Charles Melton as Austin Davis in episode 201 of ‘Beef’.Courtesy of Netflix

In most interviews he’s done about “Beef” Season 2, including one with IndieWire, the actor brings up a scene in Episode 1 involving a bee. How he felt while shooting it was so diametrically opposed to how he’s seen audiences respond to it. “Technically it was one of the hardest scenes I ever had to film. In the span of 30 seconds, Austin’s thinking about his place in this world, doing pushups, feeling of no use, codependent with Ashley, she’s not responding to him. Doing pushups, he notices a bee. The bee is struggling. He runs up, grabs a cup of water, gets back down in the pushup position, dips his hand in the water, tries to save the bee, the bee dies and that’s all in one shot. That tells you exactly who Austin is, but those circumstances, for me it was not funny, but it’s amazing how, through the edit and the final picture, it is,” he said. “If I were playing, ‘Oh, the audience is going to laugh at this.’ You don’t know. You have no idea, but reading things on paper, it could be humorous.”

Melton adds, “I love the complexity of Austin. He just slowly starts to crack and you’re seeing him trying to super glue the pieces of this mask that he has conviction in, that he’s plastered to his face that slowly starts to crumble all the way until the end.”

Though he is receiving the Performance Award for “Beef” at IndieWire Honors on June 4, Melton has a resistance toward viewing his work as a “performance” when he’s on set. “When I’m working, I’m not performing because there’s no grounded authenticity for me to say, ‘Oh, I’m going to perform it this way.’ No, I’m going to do the work,” he said. He realizes it’s just an issue of the semantics around speaking of one’s craft, “but I can’t academically say I’m going to perform this way because if I’m saying I’m performing, there’s something in my subconscious that tells me that I’m doing this for the audience to see… I can’t telegraph the story with the restraint of what you may think.”

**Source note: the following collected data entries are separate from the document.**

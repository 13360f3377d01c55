use anyhow::Context;
use clap::Subcommand;
use folio_config::Config;
use folio_core_contact_contracts::ContactFormService;
use folio_models::{
    contact::{FormField, FormFields},
    notification::ActiveNotification,
};
use folio_shared_contracts::notification::NotificationService;

use crate::environment::Environment;

#[derive(Debug, Subcommand)]
pub enum ContactCommand {
    /// Submit the contact form once and show the outcome
    #[command(aliases(["s"]))]
    Send {
        /// Sender name
        #[arg(long, default_value = "")]
        name: String,
        /// Sender email address or phone number
        #[arg(long, default_value = "")]
        contact: String,
        /// Message body
        #[arg(long, default_value = "")]
        message: String,
    },
    /// List the form fields with their labels and placeholders
    #[command(aliases(["f"]))]
    Fields,
}

impl ContactCommand {
    pub async fn invoke(self, config: Config) -> anyhow::Result<()> {
        match self {
            ContactCommand::Send {
                name,
                contact,
                message,
            } => {
                let environment = Environment::new(&config)?;
                send(
                    &environment.contact_form,
                    &environment.notifications,
                    FormFields::new(name, contact, message),
                )
                .await
            }
            ContactCommand::Fields => {
                field_lines().iter().for_each(|line| println!("{line}"));
                Ok(())
            }
        }
    }
}

fn field_lines() -> Vec<String> {
    FormField::ALL
        .into_iter()
        .map(|field| format!("{field}: {}", field.placeholder()))
        .collect()
}

fn notification_line(notification: &ActiveNotification) -> String {
    format!(
        "[{}] {} ({:.0}% left)",
        notification.kind,
        notification.text,
        notification.progress() * 100.0
    )
}

/// Fill in the form, submit it and print the resulting notifications and
/// inline field errors.
pub async fn send(
    form: &impl ContactFormService,
    notifications: &impl NotificationService,
    fields: FormFields,
) -> anyhow::Result<()> {
    let FormFields {
        name,
        contact_info,
        message,
    } = fields;
    form.set_name(name);
    form.set_contact_info(contact_info);
    form.set_message(message);

    let result = form.submit().await;

    for notification in notifications.visible() {
        println!("{}", notification_line(&notification));
    }
    for field in FormField::ALL {
        if let Some(error) = form.field_error(field) {
            println!("{field}: {error}");
        }
    }

    result.context("Contact form was not submitted")
}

Charles Melton as Austin Davis, Executive Producer/Writer Lee Sung Jin in episode 207 of ‘Beef’.Andrew Cooper/Netflix

That aforementioned frustration while shooting “Beef” was from Melton being so locked into the role. “I care about Austin so much, and that’s just like a part of me. Everything that I do, more so now than before, it’s a part of my soul. And what I mean by that is whenever I read something, something bubbles to the surface that needs to be explored,” he said. With “Beef,” it was “the Korean American experience, identity, being a former college athlete, all these things that I found that I related to, but I mean, if you told me what I was going to do next or what I wanted to do next, I couldn’t tell you. It will be revealed to me and I’ll know when I read it, spiritually.”

A 2026 Emmy contender for Outstanding Supporting Actor in a Limited or Anthology Series or Movie, “Beef” star Melton does know that becoming a leading man is not one of the ambitions driving his artistic choices. “I’d rather be a part of something great and just have one scene than be a part of something maybe not as great and have an amazing performance. I just want to do good work,” he said. The actor has developed enough trust among visionary filmmakers that he says, now, “when I go to set, I’m not thinking about giving them one layer. I’ll give them all of me and they can figure it out themselves, where I completely surrender and just relinquish and let go.”

“Beef” Season 2 is now streaming on Netflix.